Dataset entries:
┌────────

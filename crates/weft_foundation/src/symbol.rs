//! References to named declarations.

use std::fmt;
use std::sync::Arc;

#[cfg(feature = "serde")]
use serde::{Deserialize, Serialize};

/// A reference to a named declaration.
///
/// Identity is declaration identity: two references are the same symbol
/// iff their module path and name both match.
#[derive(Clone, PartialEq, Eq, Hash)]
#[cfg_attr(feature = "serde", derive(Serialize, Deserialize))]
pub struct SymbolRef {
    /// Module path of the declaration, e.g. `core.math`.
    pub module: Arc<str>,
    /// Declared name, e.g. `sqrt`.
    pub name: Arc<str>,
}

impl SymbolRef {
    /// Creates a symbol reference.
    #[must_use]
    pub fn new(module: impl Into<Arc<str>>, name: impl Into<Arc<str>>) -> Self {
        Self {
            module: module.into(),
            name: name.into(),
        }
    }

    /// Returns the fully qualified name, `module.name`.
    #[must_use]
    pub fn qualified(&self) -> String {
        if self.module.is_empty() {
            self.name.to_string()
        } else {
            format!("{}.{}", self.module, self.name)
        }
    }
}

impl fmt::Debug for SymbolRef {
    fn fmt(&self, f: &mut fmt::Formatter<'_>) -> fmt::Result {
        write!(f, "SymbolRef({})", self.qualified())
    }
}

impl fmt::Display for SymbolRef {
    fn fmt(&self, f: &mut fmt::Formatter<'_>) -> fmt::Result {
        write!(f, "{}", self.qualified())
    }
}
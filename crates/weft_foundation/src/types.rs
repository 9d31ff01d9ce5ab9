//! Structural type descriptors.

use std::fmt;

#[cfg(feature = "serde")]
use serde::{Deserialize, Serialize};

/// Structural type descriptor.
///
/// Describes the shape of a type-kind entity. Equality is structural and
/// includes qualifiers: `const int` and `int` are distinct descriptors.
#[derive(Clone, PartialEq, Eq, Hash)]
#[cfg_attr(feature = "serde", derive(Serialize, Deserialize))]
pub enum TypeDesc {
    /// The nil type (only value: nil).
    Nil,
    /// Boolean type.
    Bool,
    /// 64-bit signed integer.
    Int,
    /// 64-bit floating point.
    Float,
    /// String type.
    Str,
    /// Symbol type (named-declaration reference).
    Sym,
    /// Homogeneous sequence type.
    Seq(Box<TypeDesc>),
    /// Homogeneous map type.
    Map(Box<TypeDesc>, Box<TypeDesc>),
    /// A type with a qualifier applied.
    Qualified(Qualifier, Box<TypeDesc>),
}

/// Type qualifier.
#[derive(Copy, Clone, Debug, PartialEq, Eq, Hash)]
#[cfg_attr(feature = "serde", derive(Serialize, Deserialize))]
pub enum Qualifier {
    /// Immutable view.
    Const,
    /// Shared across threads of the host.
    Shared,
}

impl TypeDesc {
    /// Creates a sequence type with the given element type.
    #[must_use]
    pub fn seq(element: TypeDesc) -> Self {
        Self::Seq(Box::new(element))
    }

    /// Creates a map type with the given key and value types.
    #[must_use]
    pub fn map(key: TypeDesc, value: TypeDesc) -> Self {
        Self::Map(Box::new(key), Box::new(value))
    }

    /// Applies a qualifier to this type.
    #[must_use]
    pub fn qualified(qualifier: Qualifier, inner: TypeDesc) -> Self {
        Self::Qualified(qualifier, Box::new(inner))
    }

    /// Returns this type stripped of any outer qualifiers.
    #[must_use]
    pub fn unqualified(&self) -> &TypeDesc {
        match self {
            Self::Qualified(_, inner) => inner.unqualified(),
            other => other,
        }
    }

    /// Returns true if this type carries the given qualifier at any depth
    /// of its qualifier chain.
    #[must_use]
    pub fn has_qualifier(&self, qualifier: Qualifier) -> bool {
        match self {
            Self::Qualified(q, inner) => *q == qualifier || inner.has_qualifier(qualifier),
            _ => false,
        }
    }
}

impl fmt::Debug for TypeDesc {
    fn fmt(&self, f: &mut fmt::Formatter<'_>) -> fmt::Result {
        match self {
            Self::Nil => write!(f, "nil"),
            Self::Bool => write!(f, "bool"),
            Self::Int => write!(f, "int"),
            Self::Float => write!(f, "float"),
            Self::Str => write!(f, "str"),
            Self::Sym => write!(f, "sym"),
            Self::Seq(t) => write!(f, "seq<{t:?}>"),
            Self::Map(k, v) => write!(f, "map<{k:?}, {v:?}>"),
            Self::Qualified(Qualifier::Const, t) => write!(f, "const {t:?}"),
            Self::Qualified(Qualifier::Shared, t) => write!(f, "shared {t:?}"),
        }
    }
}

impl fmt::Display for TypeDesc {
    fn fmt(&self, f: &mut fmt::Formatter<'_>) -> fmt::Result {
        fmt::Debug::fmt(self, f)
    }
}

└────────

ACTIVITY: Pull every line containing the word "given" out of the entries above.

ANSWER BOX:
    /// Creates a sequence type with the given element type.
    /// Creates a map type with the given key and value types.
    /// Returns true if this type carries the given qualifier at any depth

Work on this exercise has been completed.